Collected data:
________________________________________
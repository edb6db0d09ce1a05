//! Compositor error types

use thiserror::Error;

/// Errors reported by a graphics backend
#[derive(Debug, Clone, PartialEq, Error)]
pub enum GpuError {
    #[error("Out of GPU memory ({requested_bytes} bytes requested)")]
    OutOfMemory { requested_bytes: u64 },

    #[error("Graphics context lost")]
    ContextLost,
}

/// Result type for backend operations
pub type GpuResult<T> = std::result::Result<T, GpuError>;

/// Post-processing errors
///
/// None of these cross the per-frame boundary: `render` and `direct_render`
/// absorb them and report through [`Diagnostics`](crate::Diagnostics).
#[derive(Debug, Error)]
pub enum PostProcessError {
    #[error("Render target allocation failed ({width}x{height})")]
    ResourceExhaustion {
        width: u32,
        height: u32,
        #[source]
        source: GpuError,
    },

    #[error("Misconfigured chain: {0}")]
    MisconfiguredChain(String),

    #[error("Graphics context lost")]
    ContextLost,

    #[error("GPU error: {0}")]
    Gpu(#[from] GpuError),

    #[error("Configuration error: {0}")]
    Config(#[from] serde_json::Error),
}

/// Result type for compositor operations
pub type Result<T> = std::result::Result<T, PostProcessError>;
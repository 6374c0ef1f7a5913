//! Metrics collection for Inferoute
//!
//! This module provides Prometheus metrics for observability.
//! All metrics are carefully designed to minimize overhead in the hot path.

use lazy_static::lazy_static;
use prometheus::{Histogram, IntCounter, IntGauge, Registry};
use std::sync::Arc;

/// Metrics registry for Inferoute
#[derive(Debug, Clone)]
pub struct MetricsRegistry {
    pub registry: Arc<Registry>,
    pub dispatcher: DispatcherMetrics,
    pub worker: WorkerMetrics,
}

/// Dispatcher-specific metrics
#[derive(Debug, Clone)]
pub struct DispatcherMetrics {
    /// Jobs routed to a backend
    pub requests_routed: IntCounter,

    /// Jobs rejected because no backend was available
    pub no_backends_available: IntCounter,

    /// Jobs that failed at the forwarding step
    pub forward_failures: IntCounter,

    /// Backends currently considered up
    pub backends_up: IntGauge,

    /// Forward round-trip duration
    pub forward_duration: Histogram,

    /// Health probes issued
    pub probes_total: IntCounter,
}

/// Worker-specific metrics
#[derive(Debug, Clone)]
pub struct WorkerMetrics {
    /// Jobs received
    pub requests_total: IntCounter,

    /// Jobs that failed against the compute collaborator
    pub requests_failed: IntCounter,

    /// Jobs currently in flight
    pub in_flight: IntGauge,

    /// Compute collaborator round-trip duration
    pub compute_duration: Histogram,

    /// Load reports that could not be delivered to the dispatcher
    pub report_failures: IntCounter,
}

lazy_static! {
    /// Global metrics registry instance
    pub static ref METRICS: MetricsRegistry = MetricsRegistry::new();
}

impl MetricsRegistry {
    /// Create a new metrics registry
    pub fn new() -> Self {
        let registry = Arc::new(Registry::new());

        let requests_routed = IntCounter::new(
            "dispatcher_requests_routed_total",
            "Jobs routed to a backend",
        )
        .unwrap();

        let no_backends_available = IntCounter::new(
            "dispatcher_no_backends_available_total",
            "Jobs rejected because no backend was available",
        )
        .unwrap();

        let forward_failures = IntCounter::new(
            "dispatcher_forward_failures_total",
            "Jobs that failed at the forwarding step",
        )
        .unwrap();

        let backends_up =
            IntGauge::new("dispatcher_backends_up", "Backends currently considered up").unwrap();

        let forward_duration = Histogram::with_opts(
            prometheus::HistogramOpts::new(
                "dispatcher_forward_duration_seconds",
                "Forward round-trip duration in seconds",
            )
            .buckets(vec![0.05, 0.1, 0.25, 0.5, 1.0, 2.5, 5.0, 10.0, 30.0]),
        )
        .unwrap();

        let probes_total =
            IntCounter::new("dispatcher_probes_total", "Health probes issued").unwrap();

        let requests_total =
            IntCounter::new("worker_requests_total", "Jobs received by this worker").unwrap();

        let requests_failed = IntCounter::new(
            "worker_requests_failed_total",
            "Jobs that failed against the compute collaborator",
        )
        .unwrap();

        let in_flight = IntGauge::new("worker_in_flight", "Jobs currently in flight").unwrap();

        let compute_duration = Histogram::with_opts(
            prometheus::HistogramOpts::new(
                "worker_compute_duration_seconds",
                "Compute collaborator round-trip duration in seconds",
            )
            .buckets(vec![0.1, 0.25, 0.5, 1.0, 2.5, 5.0, 10.0, 30.0]),
        )
        .unwrap();

        let report_failures = IntCounter::new(
            "worker_report_failures_total",
            "Load reports that could not be delivered to the dispatcher",
        )
        .unwrap();

        for metric in [
            Box::new(requests_routed.clone()) as Box<dyn prometheus::core::Collector>,
            Box::new(no_backends_available.clone()),
            Box::new(forward_failures.clone()),
            Box::new(backends_up.clone()),
            Box::new(forward_duration.clone()),
            Box::new(probes_total.clone()),
            Box::new(requests_total.clone()),
            Box::new(requests_failed.clone()),
            Box::new(in_flight.clone()),
            Box::new(compute_duration.clone()),
            Box::new(report_failures.clone()),
        ] {
            registry.register(metric).unwrap();
        }

        let dispatcher = DispatcherMetrics {
            requests_routed,
            no_backends_available,
            forward_failures,
            backends_up,
            forward_duration,
            probes_total,
        };

        let worker = WorkerMetrics {
            requests_total,
            requests_failed,
            in_flight,
            compute_duration,
            report_failures,
        };

        MetricsRegistry {
            registry,
            dispatcher,
            worker,
        }
    }

    /// Gather all metrics as text
    pub fn gather(&self) -> String {
        use prometheus::Encoder;
        let encoder = prometheus::TextEncoder::new();
        let metric_families = self.registry.gather();
        let mut buffer = Vec::new();
        encoder.encode(&metric_families, &mut buffer).unwrap();
        String::from_utf8(buffer).unwrap()
    }
}

impl Default for MetricsRegistry {
    fn default() -> Self {
        Self::new()
    }
}

#[cfg(test)]
mod tests {
    use super::*;

    #[test]
    fn test_metrics_registry() {
        let metrics = MetricsRegistry::new();

        metrics.dispatcher.requests_routed.inc();
        metrics.worker.in_flight.set(2);

        let output = metrics.gather();
        assert!(output.contains("dispatcher_requests_routed_total"));
        assert!(output.contains("worker_in_flight"));
    }
}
________________________________________
*TASK*. Your task is to repeat the data exactly, with nothing left out.

*RESPONSE AREA*.
repository edb6db0d09ce1a05
//! Compositor error types

use thiserror::Error;

/// Errors reported by a graphics backend
#[derive(Debug, Clone, PartialEq, Error)]
pub enum GpuError {
    #[error("Out of GPU memory ({requested_bytes} bytes requested)")]
    OutOfMemory { requested_bytes: u64 },

    #[error("Graphics context lost")]
    ContextLost,
}

/// Result type for backend operations
pub type GpuResult<T> = std::result::Result<T, GpuError>;

/// Post-processing errors
///
/// None of these cross the per-frame boundary: `render` and `direct_render`
/// absorb them and report through [`Diagnostics`](crate::Diagnostics).
#[derive(Debug, Error)]
pub enum PostProcessError {
    #[error("Render target allocation failed ({width}x{height})")]
    ResourceExhaustion {
        width: u32,
        height: u32,
        #[source]
        source: GpuError,
    },

    #[error("Misconfigured chain: {0}")]
    MisconfiguredChain(String),

    #[error("Graphics context lost")]
    ContextLost,

    #[error("GPU error: {0}")]
    Gpu(#[from] GpuError),

    #[error("Configuration error: {0}")]
    Config(#[from] serde_json::Error),
}

/// Result type for compositor operations
pub type Result<T> = std::result::Result<T, PostProcessError>;
repository 6374c0ef1f7a5913
//! Metrics collection for Inferoute
//!
//! This module provides Prometheus metrics for observability.
//! All metrics are carefully designed to minimize overhead in the hot path.

use lazy_static::lazy_static;
use prometheus::{Histogram, IntCounter, IntGauge, Registry};
use std::sync::Arc;

/// Metrics registry for Inferoute
#[derive(Debug, Clone)]
pub struct MetricsRegistry {
    pub registry: Arc<Registry>,
    pub dispatcher: DispatcherMetrics,
    pub worker: WorkerMetrics,
}

/// Dispatcher-specific metrics
#[derive(Debug, Clone)]
pub struct DispatcherMetrics {
    /// Jobs routed to a backend
    pub requests_routed: IntCounter,

    /// Jobs rejected because no backend was available
    pub no_backends_available: IntCounter,

    /// Jobs that failed at the forwarding step
    pub forward_failures: IntCounter,

    /// Backends currently considered up
    pub backends_up: IntGauge,

    /// Forward round-trip duration
    pub forward_duration: Histogram,

    /// Health probes issued
    pub probes_total: IntCounter,
}

/// Worker-specific metrics
#[derive(Debug, Clone)]
pub struct WorkerMetrics {
    /// Jobs received
    pub requests_total: IntCounter,

    /// Jobs that failed against the compute collaborator
    pub requests_failed: IntCounter,

    /// Jobs currently in flight
    pub in_flight: IntGauge,

    /// Compute collaborator round-trip duration
    pub compute_duration: Histogram,

    /// Load reports that could not be delivered to the dispatcher
    pub report_failures: IntCounter,
}

lazy_static! {
    /// Global metrics registry instance
    pub static ref METRICS: MetricsRegistry = MetricsRegistry::new();
}

impl MetricsRegistry {
    /// Create a new metrics registry
    pub fn new() -> Self {
        let registry = Arc::new(Registry::new());

        let requests_routed = IntCounter::new(
            "dispatcher_requests_routed_total",
            "Jobs routed to a backend",
        )
        .unwrap();

        let no_backends_available = IntCounter::new(
            "dispatcher_no_backends_available_total",
            "Jobs rejected because no backend was available",
        )
        .unwrap();

        let forward_failures = IntCounter::new(
            "dispatcher_forward_failures_total",
            "Jobs that failed at the forwarding step",
        )
        .unwrap();

        let backends_up =
            IntGauge::new("dispatcher_backends_up", "Backends currently considered up").unwrap();

        let forward_duration = Histogram::with_opts(
            prometheus::HistogramOpts::new(
                "dispatcher_forward_duration_seconds",
                "Forward round-trip duration in seconds",
            )
            .buckets(vec![0.05, 0.1, 0.25, 0.5, 1.0, 2.5, 5.0, 10.0, 30.0]),
        )
        .unwrap();

        let probes_total =
            IntCounter::new("dispatcher_probes_total", "Health probes issued").unwrap();

        let requests_total =
            IntCounter::new("worker_requests_total", "Jobs received by this worker").unwrap();

        let requests_failed = IntCounter::new(
            "worker_requests_failed_total",
            "Jobs that failed against the compute collaborator",
        )
        .unwrap();

        let in_flight = IntGauge::new("worker_in_flight", "Jobs currently in flight").unwrap();

        let compute_duration = Histogram::with_opts(
            prometheus::HistogramOpts::new(
                "worker_compute_duration_seconds",
                "Compute collaborator round-trip duration in seconds",
            )
            .buckets(vec![0.1, 0.25, 0.5, 1.0, 2.5, 5.0, 10.0, 30.0]),
        )
        .unwrap();

        let report_failures = IntCounter::new(
            "worker_report_failures_total",
            "Load reports that could not be delivered to the dispatcher",
        )
        .unwrap();

        for metric in [
            Box::new(requests_routed.clone()) as Box<dyn prometheus::core::Collector>,
            Box::new(no_backends_available.clone()),
            Box::new(forward_failures.clone()),
            Box::new(backends_up.clone()),
            Box::new(forward_duration.clone()),
            Box::new(probes_total.clone()),
            Box::new(requests_total.clone()),
            Box::new(requests_failed.clone()),
            Box::new(in_flight.clone()),
            Box::new(compute_duration.clone()),
            Box::new(report_failures.clone()),
        ] {
            registry.register(metric).unwrap();
        }

        let dispatcher = DispatcherMetrics {
            requests_routed,
            no_backends_available,
            forward_failures,
            backends_up,
            forward_duration,
            probes_total,
        };

        let worker = WorkerMetrics {
            requests_total,
            requests_failed,
            in_flight,
            compute_duration,
            report_failures,
        };

        MetricsRegistry {
            registry,
            dispatcher,
            worker,
        }
    }

    /// Gather all metrics as text
    pub fn gather(&self) -> String {
        use prometheus::Encoder;
        let encoder = prometheus::TextEncoder::new();
        let metric_families = self.registry.gather();
        let mut buffer = Vec::new();
        encoder.encode(&metric_families, &mut buffer).unwrap();
        String::from_utf8(buffer).unwrap()
    }
}

impl Default for MetricsRegistry {
    fn default() -> Self {
        Self::new()
    }
}

#[cfg(test)]
mod tests {
    use super::*;

    #[test]
    fn test_metrics_registry() {
        let metrics = MetricsRegistry::new();

        metrics.dispatcher.requests_routed.inc();
        metrics.worker.in_flight.set(2);

        let output = metrics.gather();
        assert!(output.contains("dispatcher_requests_routed_total"));
        assert!(output.contains("worker_in_flight"));
    }
}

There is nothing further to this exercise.